O que É…? reúne obras realizadas entre 1984 e 2024. Aqui celebramos 40 anos de uma trajetória singular deste que é o poster boy do “artista de artistas”. Além das comemorações pelos 40 anos de um participante de Como Vai Você? — um que, exceção para confirmar a regra, não expôs pinturas na mostra —, aqui também se celebram 30 anos de um objeto de arte singular, o NBP. O que é o NBP? É uma ação artística que consiste em receber e hospedar, por um determinado período de tempo, uma escultura relacional (ou seja, que convida a estabelecer com ela relações). Ação, relação, instauração, proposição, provocação. NBP – Novas Bases para a Personalidade (1990) começou a circular como objeto em 1994, daí a segunda efeméride que a exposição na Marli Matsumoto representa.

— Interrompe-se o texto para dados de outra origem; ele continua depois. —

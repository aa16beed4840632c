//! Indexed resource stores
//!
//! Watchers index resources by user-declared JSONPath tuples; templates read
//! them back with exact or prefix lookups. Keys are non-unique (several
//! EndpointSlices share one service name), so identity for update and
//! targeted delete is the payload's `(namespace, name)`, never the keys.
//!
//! Two backends share one contract: [`FullStore`] keeps field-pruned payloads
//! in memory, [`OnDemandStore`] keeps only references and fetches payloads
//! through a [`ResourceFetcher`] with a TTL cache.

mod full;
mod on_demand;
mod snapshot;

use std::sync::Arc;

use async_trait::async_trait;

pub use full::FullStore;
pub use on_demand::{OnDemandStore, ResourceFetcher};
pub use snapshot::StoreSnapshot;

use crate::error::{Error, Result};
use crate::resource::WatchedObject;

/// Common contract for both store backends.
#[async_trait]
pub trait Store: Send + Sync {
    /// Number of key components this store is indexed by.
    fn arity(&self) -> usize;

    /// Append a payload at the given key tuple. The keys may already exist.
    async fn add(&self, payload: WatchedObject, keys: Vec<String>) -> Result<()>;

    /// Replace the entry matching the payload's `(namespace, name)` among
    /// those at `keys`; append if none matches.
    async fn update(&self, payload: WatchedObject, keys: Vec<String>) -> Result<()>;

    /// Remove every entry at the key tuple.
    async fn delete(&self, keys: &[String]) -> Result<()>;

    /// Remove the single entry at `keys` whose payload identity matches.
    /// Watchers use this on delete events so sibling entries survive.
    async fn delete_named(&self, keys: &[String], namespace: &str, name: &str) -> Result<()>;

    /// Look up by 1..=arity key components. A full tuple returns exact
    /// matches; a shorter prefix returns every entry whose tuple starts
    /// with it. Results are ordered by `(namespace, name)`.
    async fn get(&self, prefix: &[String]) -> Result<Vec<Arc<WatchedObject>>>;

    /// Snapshot of all entries, ordered by `(namespace, name)`.
    async fn list(&self) -> Result<Vec<Arc<WatchedObject>>>;

    /// Materialize entries with their key tuples for synchronous consumers
    /// (the template renderer). On-demand backends resolve every payload.
    async fn snapshot(&self) -> Result<StoreSnapshot>;

    /// Drop everything.
    async fn clear(&self);

    /// Number of stored entries.
    async fn size(&self) -> usize;
}

fn check_arity(expected: usize, got: usize) -> Result<()> {
    if expected == got {
        Ok(())
    } else {
        Err(Error::WrongArity { expected, got })
    }
}

fn check_prefix_arity(expected: usize, got: usize) -> Result<()> {
    if got >= 1 && got <= expected {
        Ok(())
    } else {
        Err(Error::WrongArity { expected, got })
    }
}

fn sort_snapshot(entries: &mut [Arc<WatchedObject>]) {
    entries.sort_by_key(|e| e.ident());
}
//! Wire types for the transaction lifecycle

use serde::{Deserialize, Serialize};

/// An open Dataplane transaction. Every mutating call references its id;
/// the caller must commit or abort it on every exit path.
#[derive(Debug, Clone, Serialize, Deserialize)]
pub struct Transaction {
    /// Server-assigned transaction id
    pub id: String,
    /// Configuration version the transaction was opened against
    #[serde(rename = "_version")]
    pub version: i64,
}

/// Result of committing a transaction (or of a raw push).
#[derive(Debug, Clone, PartialEq)]
pub struct CommitOutcome {
    /// Configuration version after the commit
    pub version: i64,
    /// Whether HAProxy schedules a reload (HTTP 202)
    pub reload_required: bool,
    /// Reload id from the `Reload-ID` header, when a reload was scheduled
    pub reload_id: Option<String>,
}

/// Dataplane storage families for auxiliary files.
#[derive(Debug, Clone, Copy, PartialEq, Eq)]
pub enum StorageKind {
    /// Map files (`/services/haproxy/storage/maps`)
    Map,
    /// SSL certificates (`/services/haproxy/storage/ssl_certificates`)
    SslCertificate,
    /// General-purpose files (`/services/haproxy/storage/general`)
    General,
}

impl StorageKind {
    /// URL path segment of this storage family.
    pub fn path(self) -> &'static str {
        match self {
            Self::Map => "storage/maps",
            Self::SslCertificate => "storage/ssl_certificates",
            Self::General => "storage/general",
        }
    }
}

Corta para 2001. Uma jovem curadora visita dezenas de ateliês em São Paulo para realizar o mapeamento regional do programa Rumos Itaú Cultural Artes Visuais. Percebe que vários artistas da cidade acabam de fazer, estão realizando ou pretendem experimentar suas ações artísticas sobre a ação artística de Ricardo Basbaum. À época, a jovem não conhecia RB, portanto fixa na memória a sigla NBP, o nome enigmático (Novas Bases para a Personalidade) atribuído àquele recipiente, meio banheira, meio vaso, que tantos artistas estão às voltas com encher, soterrar, destruir, doar. Eu sou aquela jovem. Conheci o NBP antes de saber da existência de seu autor. Considerei, no início da minha trajetória, a proposição mais disruptiva das artes naquele momento.

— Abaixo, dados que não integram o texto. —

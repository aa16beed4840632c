//! Differential synchronization against the Dataplane API
//!
//! For each target pod: open a transaction, read the live configuration,
//! compute a dependency-ordered operation plan against the desired parsed
//! config, apply it inside the transaction, commit. Version conflicts
//! reopen and recompute; plans that cannot be expressed structurally (or
//! exceed the operation budget) fall back to a raw whole-config push.
//!
//! A successful re-application of an already-deployed artifact produces an
//! empty plan and no reload.

pub mod admission;
pub mod comparator;
pub mod error;
pub mod executor;
pub mod live;
pub mod plan;

pub use admission::DeployGate;
pub use comparator::compare;
pub use error::{Error, Result};
pub use executor::{DataplaneApi, PodSyncReport, SyncOutcome, Synchronizer, SynchronizerConfig};
pub use plan::{OpKind, Operation, Plan};
impl Default for OperationalConfig {
    fn default() -> Self {
        Self {
            leader_election: LeaderElectionConfig::default(),
            dataplane_port: 5555,
            min_deploy_interval_seconds: 5,
            drift_prevention_interval_seconds: 60,
            debounce_millis: 500,
            max_structured_operations: 50,
            max_version_conflict_retries: 3,
            resource_dirs: ResourceDirs::default(),
            watched_resources_ignore_fields: vec!["metadata.managedFields".to_string()],
        }
    }
}

/// Lease-based leader election parameters.
#[derive(Deserialize, Serialize, Clone, Debug, JsonSchema, PartialEq)]
#[serde(rename_all = "camelCase", default)]
pub struct LeaderElectionConfig {
    /// Disabled means perpetual leadership
    pub enabled: bool,
    /// Name of the coordination Lease
    pub lease_name: String,
    /// How long a lease is valid without renewal
    pub lease_duration_seconds: u64,
    /// How long the holder keeps trying to renew before giving up
    pub renew_deadline_seconds: u64,
    /// Poll interval for non-holders
    pub retry_period_seconds: u64,
}

impl Default for LeaderElectionConfig {
    fn default() -> Self {
        Self {
            enabled: true,
            lease_name: "haproxy-template-controller".to_string(),
            lease_duration_seconds: 60,
            renew_deadline_seconds: 15,
            retry_period_seconds: 5,
        }
    }
}

/// Directory layout shared by validation sandbox and the real pods.
#[derive(Deserialize, Serialize, Clone, Debug, JsonSchema, PartialEq)]
#[serde(rename_all = "camelCase", default)]
pub struct ResourceDirs {
    /// Map file directory
    pub maps_dir: String,
    /// SSL certificate directory
    pub ssl_certs_dir: String,
    /// General file storage directory
    pub general_storage_dir: String,
    /// Main configuration file path
    pub config_file: String,
}
//! Validation error taxonomy

use htc_haproxy::ParseError;

/// Result type alias for validation.
pub type Result<T> = std::result::Result<T, Error>;

/// Errors from the three validation phases and the template tests.
#[derive(Debug, thiserror::Error)]
pub enum Error {
    /// Phase 1: the rendered text is not parseable configuration.
    #[error("syntax error at line {line}: {message}")]
    Syntax {
        /// 1-based line in the rendered config
        line: usize,
        /// Parser diagnostic
        message: String,
    },

    /// Phase 2: one or more elements violate the Dataplane schema.
    /// Every violation is accumulated before failing.
    #[error("schema validation failed:\n{}", errors.join("\n"))]
    Schema {
        /// One line per violation, with element-path context
        errors: Vec<String>,
    },

    /// Phase 3: `haproxy -c` rejected the configuration.
    #[error("semantic validation failed:\n{message}")]
    Semantic {
        /// Alert blocks with surrounding config context
        message: String,
    },

    /// A configured validation test failed.
    #[error("validation test {name:?} failed: {message}")]
    Test {
        /// Test name from the spec
        name: String,
        /// What the assertion expected
        message: String,
    },

    /// Sandbox preparation or binary execution failed outright.
    #[error("validation setup failed: {0}")]
    Setup(String),

    #[error("IO error: {0}")]
    Io(#[from] std::io::Error),
}

impl Error {
    pub(crate) fn from_parse(err: ParseError) -> Self {
        Self::Syntax { line: err.line, message: err.message }
    }
}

As experiências vividas e compartilhadas com o NBP hoje somam 190, segundo Basbaum, referindo-se às que foram documentadas. “É um projeto longo, que organizo em fases”, conta o artista. A primeira, nos anos 1990, consiste no período em que RB precisava difundir a proposta. “Eu tinha de produzir interesse no início; a segunda fase é o período em que o objeto circulava sem que eu precisasse desempenhar esse papel”, explica. A fase 3 corresponde a uma mudança de escala, que acontece quando Basbaum participa da documenta de Kassel em 2007, ocasião em que são produzidas 20 unidades da peça, aumentando sua circulação. A fase mais recente, de número 5, diz respeito às negociações com um museu que propõe adquirir a obra: “A natureza de circulação do trabalho determina que não possa pertencer a uma instituição”, explica. Cada nova fase gera novos elementos no diagrama que mapeia as relações entre artista, público e participantes.
Os diagramas plotados em paredes da exposição permitem desvendar parte dos conceitos envolvidos nesse épico da arte conceitual que é NBP – Novas Bases para a Personalidade, e a outra entrada privilegiada para a obra são suas sonoridades. Das palavras desenhadas nas paredes, que produzem sons mentalmente, às palavras performadas em Conversas Coletivas, orquestrações roteirizadas de vozes, a oralidade é uma chave de acesso à pesquisa de Ricardo Basbaum. “O NBP é uma estrutura mnemônica. Interessava naquele momento pós anos 1980 inscrever o trabalho em outro registro de memória, que circulasse como um vírus no corpo, contaminando outro corpo, e a oralidade me parecia a melhor estratégia, que é a estratégia da música popular, de seus refrões – o refrão é muito importante na minha trajetória”, reflete.
Os refrões das novas bases para a personalidade são o som do embate do meu corpo com a obra de Ricardo Basbaum.